Results: The investigation systematically explores the process of enhanced CH4 extraction and CO2 injection into the reservoir and examines the influencing factors on extraction. Simulation results reveal a power-law decrease in CH4 production rate, stabilizing at a constant extraction rate. Enhanced CH4 extraction benefits from increased porosity, with higher porosity levels leading to greater CH4 extraction. Permeability augmentation positively influences CH4 production, although with diminishing returns beyond a certain threshold. The CO2 injection rate shows a direct proportionality to CH4 production. However, elevated CO2 injection rates may increase reservoir pressure, potentially causing cap rock damage and CO2 gas flushing.

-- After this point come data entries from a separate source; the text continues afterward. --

#![allow(clippy::doc_markdown)]
#![allow(clippy::uninlined_format_args)]
#![allow(clippy::float_cmp)]
#![allow(clippy::cast_precision_loss)]

use antigrav::{FieldConfig, Simulator, TimeCursor, ValidationError};
use proptest::prelude::*;

fn any_field() -> impl Strategy<Value = FieldConfig> {
    (0.0f64..=1.0, 0.1f64..50.0, -100.0f64..100.0, 0.0f64..=1.0).prop_map(
        |(strength, frequency, radius, stability)| {
            FieldConfig::new(strength, frequency, radius, stability).unwrap()
        },
    )
}

// =============================================================================
// Field construction
// =============================================================================

proptest! {
    #[test]
    fn valid_fractions_are_echoed(
        strength in 0.0f64..=1.0,
        frequency in -1e6f64..1e6,
        radius in -1e6f64..1e6,
        stability in 0.0f64..=1.0,
    ) {
        let field = FieldConfig::new(strength, frequency, radius, stability).unwrap();
        prop_assert_eq!(field.strength(), strength);
        prop_assert_eq!(field.frequency(), frequency);
        prop_assert_eq!(field.radius(), radius);
        prop_assert_eq!(field.stability(), stability);
    }

    #[test]
    fn strength_outside_unit_interval_rejected(
        strength in prop_oneof![-1e6f64..-1e-9, (1.0f64 + 1e-9)..1e6],
        stability in 0.0f64..=1.0,
    ) {
        let result = FieldConfig::new(strength, 9.8, 5.0, stability);
        prop_assert_eq!(result, Err(ValidationError::StrengthOutOfRange(strength)));
    }

    #[test]
    fn stability_outside_unit_interval_rejected(
        strength in 0.0f64..=1.0,
        stability in prop_oneof![-1e6f64..-1e-9, (1.0f64 + 1e-9)..1e6],
    ) {
        let result = FieldConfig::new(strength, 9.8, 5.0, stability);
        prop_assert_eq!(result, Err(ValidationError::StabilityOutOfRange(stability)));
    }
}

// =============================================================================
// Force bounds and determinism
// =============================================================================

proptest! {
    #[test]
    fn force_is_bounded(
        field in any_field(),
        mass in 1e-6f64..1e6,
        t in -1e4f64..1e4,
    ) {
        let sim = Simulator::with_field(mass, field).unwrap();
        let f = sim.force_at(t);
        prop_assert!((-1.0..=1.0).contains(&f), "force {} out of bounds", f);
    }

    #[test]
    fn force_is_deterministic(
        field in any_field(),
        mass in 0.1f64..100.0,
        t in 0.0f64..100.0,
    ) {
        let mut sim = Simulator::with_field(mass, field).unwrap();
        let a = sim.calculate_force(Some(t));
        let b = sim.calculate_force(Some(t));
        prop_assert_eq!(a, b);
        prop_assert_eq!(sim.cursor().current(), 0.0);
    }

    #[test]
    fn heavier_mass_feels_less_force(
        field in any_field(),
        light in 0.1f64..10.0,
        extra in 1.0f64..100.0,
        t in 0.0f64..10.0,
    ) {
        let a = Simulator::with_field(light, field).unwrap().force_at(t);
        let b = Simulator::with_field(light + extra, field).unwrap().force_at(t);
        // Rounding can tie both at the same 4-decimal value.
        prop_assert!(b.abs() <= a.abs() + 1e-4);
    }

    #[test]
    fn cursor_readings_match_explicit_times(
        field in any_field(),
        n in 1usize..50,
    ) {
        let mut sim = Simulator::with_field(1.0, field).unwrap();
        let mut shadow = TimeCursor::new();
        for _ in 0..n {
            let expected = sim.force_at(shadow.advance());
            prop_assert_eq!(sim.calculate_force(None), expected);
        }
        prop_assert_eq!(sim.cursor(), shadow);
    }
}

// =============================================================================
// Trajectory shape
// =============================================================================

proptest! {
    #[test]
    fn trajectory_has_requested_length(
        duration in 0.0f64..100.0,
        steps in 1usize..500,
        mass in 0.1f64..50.0,
    ) {
        let sim = Simulator::new(mass).unwrap();
        let trajectory = sim.simulate_trajectory(duration, steps).unwrap();

        prop_assert_eq!(trajectory.len(), steps);
        prop_assert_eq!(trajectory.heights().len(), steps);
        prop_assert_eq!(trajectory.times()[0], 0.0);
        if steps > 1 {
            prop_assert_eq!(trajectory.times()[steps - 1], duration);
        }
        prop_assert!(trajectory.times().windows(2).all(|w| w[0] <= w[1]));
        prop_assert!(trajectory.heights().iter().all(|h| h.is_finite()));
    }

    #[test]
    fn trajectory_is_repeatable(
        field in any_field(),
        duration in 0.1f64..20.0,
        steps in 1usize..200,
    ) {
        let sim = Simulator::with_field(2.0, field).unwrap();
        let a = sim.simulate_trajectory(duration, steps).unwrap();
        let b = sim.simulate_trajectory(duration, steps).unwrap();
        prop_assert_eq!(a, b);
    }

    #[test]
    fn euler_height_growth_is_bounded(
        field in any_field(),
        mass in 0.1f64..50.0,
        duration in 0.0f64..20.0,
        steps in 1usize..300,
    ) {
        // |a| <= 1/mass, so |v_k| <= k·dt/mass and |h_k| <= k(k+1)/2 · dt²/mass
        let sim = Simulator::with_field(mass, field).unwrap();
        let trajectory = sim.simulate_trajectory(duration, steps).unwrap();
        let dt = duration / steps as f64;
        for (k, &h) in trajectory.heights().iter().enumerate() {
            let k = (k + 1) as f64;
            let bound = k * (k + 1.0) / 2.0 * dt * dt / mass;
            prop_assert!(h.abs() <= bound + 1e-9, "h={} bound={}", h, bound);
        }
    }
}

// =============================================================================
// Optimizer heuristic
// =============================================================================

proptest! {
    #[test]
    fn optimized_strength_never_decreases(
        field in any_field(),
        target in 0.0f64..1000.0,
    ) {
        let sim = Simulator::with_field(1.0, field).unwrap();
        let optimized = sim.optimize_field(target).unwrap();

        prop_assert!(optimized.strength() >= field.strength());
        prop_assert!(optimized.strength() <= 1.0);
        prop_assert!(optimized.stability() >= 0.8);
        prop_assert!(optimized.stability() >= field.stability());
        prop_assert_eq!(optimized.frequency(), field.frequency());
        prop_assert_eq!(optimized.radius(), field.radius());
        prop_assert_eq!(*sim.field(), field);
    }

    #[test]
    fn optimized_strength_is_monotonic_in_target(
        field in any_field(),
        lower in 0.0f64..100.0,
        delta in 0.0f64..100.0,
    ) {
        let sim = Simulator::with_field(1.0, field).unwrap();
        let a = sim.optimize_field(lower).unwrap();
        let b = sim.optimize_field(lower + delta).unwrap();
        prop_assert!(b.strength() >= a.strength());
    }
}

Discussion: This study contributes valuable theoretical insights to the field of CO2 enhanced gas recovery engineering, shedding light on the intricate dynamics of multi-component fluid transport processes and their implications for sustainable CO2 utilization.

1 Introduction

CO2 is the main greenhouse gas. In order to mitigate and ameliorate the impact of the greenhouse effect on human life, countries around the world are actively taking measures and countermeasures to reduce CO2 emissions. Among them, CO2 geological storage has received great attention globally as an effective method to reduce carbon emissions (Bachu, 2000; Weiyang and Chen, 2005; LIU et al., 2005; U. S. Department of Energy and Office of Fossil Energy and National Energy Technology Laboratory, 2005; Pei et al., 2005; Liu et al., 2005). Common sites for geological storage of CO2 include deep saline formations, depleted oil and gas reservoirs, unrecoverable reservoirs and oceans (Bonder, 1992; Li and Bai, 2005; XU et al., 2005; Yuchao, 2005; Wu et al., 2008). However, pure CO2 storage is expensive, so it is necessary to combine the storage with the enhancement of oil and gas recovery to realize the large-scale utilization of CO2. The gas storage of gas-bearing reservoirs and the closure of the trap have been fully confirmed in the long-term natural gas storage stage and the development stage of natural gas, so it is feasible to realize the buried storage in the gas reservoir.

The mechanism of CO2 to improve gas recovery mainly has the following four aspects: 1. Increase the reservoir pressure gradient to improve the natural gas seepage rate; 2. The significant density difference between CO2 and natural gas will lead to gravitational differentiation, so the CO2 at the bottom of the reservoir has a lifting effect on the natural gas; 3. Under the conditions of temperature and pressure of the reservoir, CO2 tends to be in a supercritical state, and its viscosity is much higher than that of the natural gas, which produces the ratio of the fluidity that is favorable for the replacement; 4. The CO2 displaces CH4 in the reservoir through the competition adsorption effect (Busch et al., 2006; Liang et al., 2010; Katayama, 2023). Enhanced gas recovery using CO2 not only enables geological storage of CO2, but also increases CH4 production (Hamza et al., 2021; Zhang et al., 2023).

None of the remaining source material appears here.